Required work |
Please give the data again in full, exactly as provided.

Saved data entries |
▼
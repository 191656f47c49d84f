//! E2E tests for the `hc-interpret` front end: args, config and inventory
//! files, and the printed report.

mod helpers;

use std::path::PathBuf;

use hc_cli::args::Args;
use hc_cli::config::CliConfig;
use hc_cli::inventory::Inventory;
use hc_cli::report::Report;
use hc_context::{ContextProcessor, DispatchOptions};
use hc_taxonomy::StaticCatalog;

use helpers::SAMPLE_HOME;

/// Temp directory holding `hc.toml` and `home.json`, removed on drop.
struct Workspace {
    dir: PathBuf,
}

impl Workspace {
    fn new(name: &str, config: &str) -> Self {
        let dir = std::env::temp_dir().join(format!("hc-e2e-{name}-{}", std::process::id()));
        std::fs::create_dir_all(&dir).unwrap();
        std::fs::write(dir.join("hc.toml"), config).unwrap();
        std::fs::write(dir.join("home.json"), SAMPLE_HOME).unwrap();
        Self { dir }
    }

    fn config_path(&self) -> String {
        self.dir.join("hc.toml").to_string_lossy().into_owned()
    }
}

impl Drop for Workspace {
    fn drop(&mut self) {
        let _ = std::fs::remove_dir_all(&self.dir);
    }
}

fn run(argv: &[&str]) -> serde_json::Value {
    let args = Args::parse(argv.iter().map(|s| s.to_string())).unwrap();
    let config = CliConfig::from_file(&args.config_path).unwrap();
    let inventory = Inventory::from_file(&config.inventory_path, &StaticCatalog).unwrap();

    let processor = ContextProcessor::new(inventory.devices, inventory.rooms)
        .with_config(config.processor)
        .unwrap()
        .with_dispatch_config(config.dispatch)
        .unwrap();
    let context = processor.process_context(&args.command);
    let options = DispatchOptions {
        force_device_id: args.force_device_id,
    };
    let plan = processor.plan_context(&context, &options);

    serde_json::to_value(Report::new(context, plan)).unwrap()
}

#[test]
fn e2e_cli_report_with_plan() {
    let ws = Workspace::new("plan", "inventory_path = \"home.json\"\n");
    let config_path = ws.config_path();
    let report = run(&[config_path.as_str(), "turn", "on", "device", "5"]);

    assert_eq!(report["context"]["intent"], "turn_on");
    assert_eq!(report["plan"]["device_id"], 5);
    assert_eq!(report["plan"]["command"]["command"], "turn_on");
    assert!(report["plan_error"].is_null());
}

#[test]
fn e2e_cli_report_with_error() {
    let ws = Workspace::new("error", "inventory_path = \"home.json\"\n");
    let config_path = ws.config_path();
    let report = run(&[config_path.as_str(), "turn", "on", "the", "lamp", "light"]);

    assert!(report["plan"].is_null());
    assert_eq!(
        report["plan_error"],
        "Ambiguous target: devices [5, 12] matched equally well"
    );
}

#[test]
fn e2e_cli_device_override() {
    let ws = Workspace::new("override", "inventory_path = \"home.json\"\n");
    let config_path = ws.config_path();
    let report = run(&[config_path.as_str(), "--device", "12", "turn", "on", "the", "lights"]);

    assert_eq!(report["plan"]["device_id"], 12);
    assert_eq!(report["plan"]["forced"], true);
}

/// A wide ambiguity margin turns a clear winner into a refusal.
#[test]
fn e2e_cli_config_tunes_dispatch() {
    let config = r#"
inventory_path = "home.json"

[processor]
max_matches = 2

[dispatch]
ambiguity_margin = 1.0
"#;
    let ws = Workspace::new("tuned", config);
    let config_path = ws.config_path();
    let report = run(&[config_path.as_str(), "open", "the", "living", "room", "shutter"]);

    assert_eq!(report["context"]["device_matches"].as_array().map(Vec::len), Some(2));
    assert!(report["plan"].is_null());
    assert!(
        report["plan_error"]
            .as_str()
            .unwrap()
            .starts_with("Ambiguous target")
    );
}

#[test]
fn e2e_cli_missing_inventory_fails() {
    let ws = Workspace::new("missing", "inventory_path = \"nowhere.json\"\n");
    let config = CliConfig::from_file(&ws.config_path()).unwrap();
    let err = Inventory::from_file(&config.inventory_path, &StaticCatalog).unwrap_err();
    assert!(err.to_string().contains("nowhere.json"));
}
▲
Result |
repository 191656f47c49d84f
//! E2E tests for the `hc-interpret` front end: args, config and inventory
//! files, and the printed report.

mod helpers;

use std::path::PathBuf;

use hc_cli::args::Args;
use hc_cli::config::CliConfig;
use hc_cli::inventory::Inventory;
use hc_cli::report::Report;
use hc_context::{ContextProcessor, DispatchOptions};
use hc_taxonomy::StaticCatalog;

use helpers::SAMPLE_HOME;

/// Temp directory holding `hc.toml` and `home.json`, removed on drop.
struct Workspace {
    dir: PathBuf,
}

impl Workspace {
    fn new(name: &str, config: &str) -> Self {
        let dir = std::env::temp_dir().join(format!("hc-e2e-{name}-{}", std::process::id()));
        std::fs::create_dir_all(&dir).unwrap();
        std::fs::write(dir.join("hc.toml"), config).unwrap();
        std::fs::write(dir.join("home.json"), SAMPLE_HOME).unwrap();
        Self { dir }
    }

    fn config_path(&self) -> String {
        self.dir.join("hc.toml").to_string_lossy().into_owned()
    }
}

impl Drop for Workspace {
    fn drop(&mut self) {
        let _ = std::fs::remove_dir_all(&self.dir);
    }
}

fn run(argv: &[&str]) -> serde_json::Value {
    let args = Args::parse(argv.iter().map(|s| s.to_string())).unwrap();
    let config = CliConfig::from_file(&args.config_path).unwrap();
    let inventory = Inventory::from_file(&config.inventory_path, &StaticCatalog).unwrap();

    let processor = ContextProcessor::new(inventory.devices, inventory.rooms)
        .with_config(config.processor)
        .unwrap()
        .with_dispatch_config(config.dispatch)
        .unwrap();
    let context = processor.process_context(&args.command);
    let options = DispatchOptions {
        force_device_id: args.force_device_id,
    };
    let plan = processor.plan_context(&context, &options);

    serde_json::to_value(Report::new(context, plan)).unwrap()
}

#[test]
fn e2e_cli_report_with_plan() {
    let ws = Workspace::new("plan", "inventory_path = \"home.json\"\n");
    let config_path = ws.config_path();
    let report = run(&[config_path.as_str(), "turn", "on", "device", "5"]);

    assert_eq!(report["context"]["intent"], "turn_on");
    assert_eq!(report["plan"]["device_id"], 5);
    assert_eq!(report["plan"]["command"]["command"], "turn_on");
    assert!(report["plan_error"].is_null());
}

#[test]
fn e2e_cli_report_with_error() {
    let ws = Workspace::new("error", "inventory_path = \"home.json\"\n");
    let config_path = ws.config_path();
    let report = run(&[config_path.as_str(), "turn", "on", "the", "lamp", "light"]);

    assert!(report["plan"].is_null());
    assert_eq!(
        report["plan_error"],
        "Ambiguous target: devices [5, 12] matched equally well"
    );
}

#[test]
fn e2e_cli_device_override() {
    let ws = Workspace::new("override", "inventory_path = \"home.json\"\n");
    let config_path = ws.config_path();
    let report = run(&[config_path.as_str(), "--device", "12", "turn", "on", "the", "lights"]);

    assert_eq!(report["plan"]["device_id"], 12);
    assert_eq!(report["plan"]["forced"], true);
}

/// A wide ambiguity margin turns a clear winner into a refusal.
#[test]
fn e2e_cli_config_tunes_dispatch() {
    let config = r#"
inventory_path = "home.json"

[processor]
max_matches = 2

[dispatch]
ambiguity_margin = 1.0
"#;
    let ws = Workspace::new("tuned", config);
    let config_path = ws.config_path();
    let report = run(&[config_path.as_str(), "open", "the", "living", "room", "shutter"]);

    assert_eq!(report["context"]["device_matches"].as_array().map(Vec::len), Some(2));
    assert!(report["plan"].is_null());
    assert!(
        report["plan_error"]
            .as_str()
            .unwrap()
            .starts_with("Ambiguous target")
    );
}

#[test]
fn e2e_cli_missing_inventory_fails() {
    let ws = Workspace::new("missing", "inventory_path = \"nowhere.json\"\n");
    let config = CliConfig::from_file(&ws.config_path()).unwrap();
    let err = Inventory::from_file(&config.inventory_path, &StaticCatalog).unwrap_err();
    assert!(err.to_string().contains("nowhere.json"));
}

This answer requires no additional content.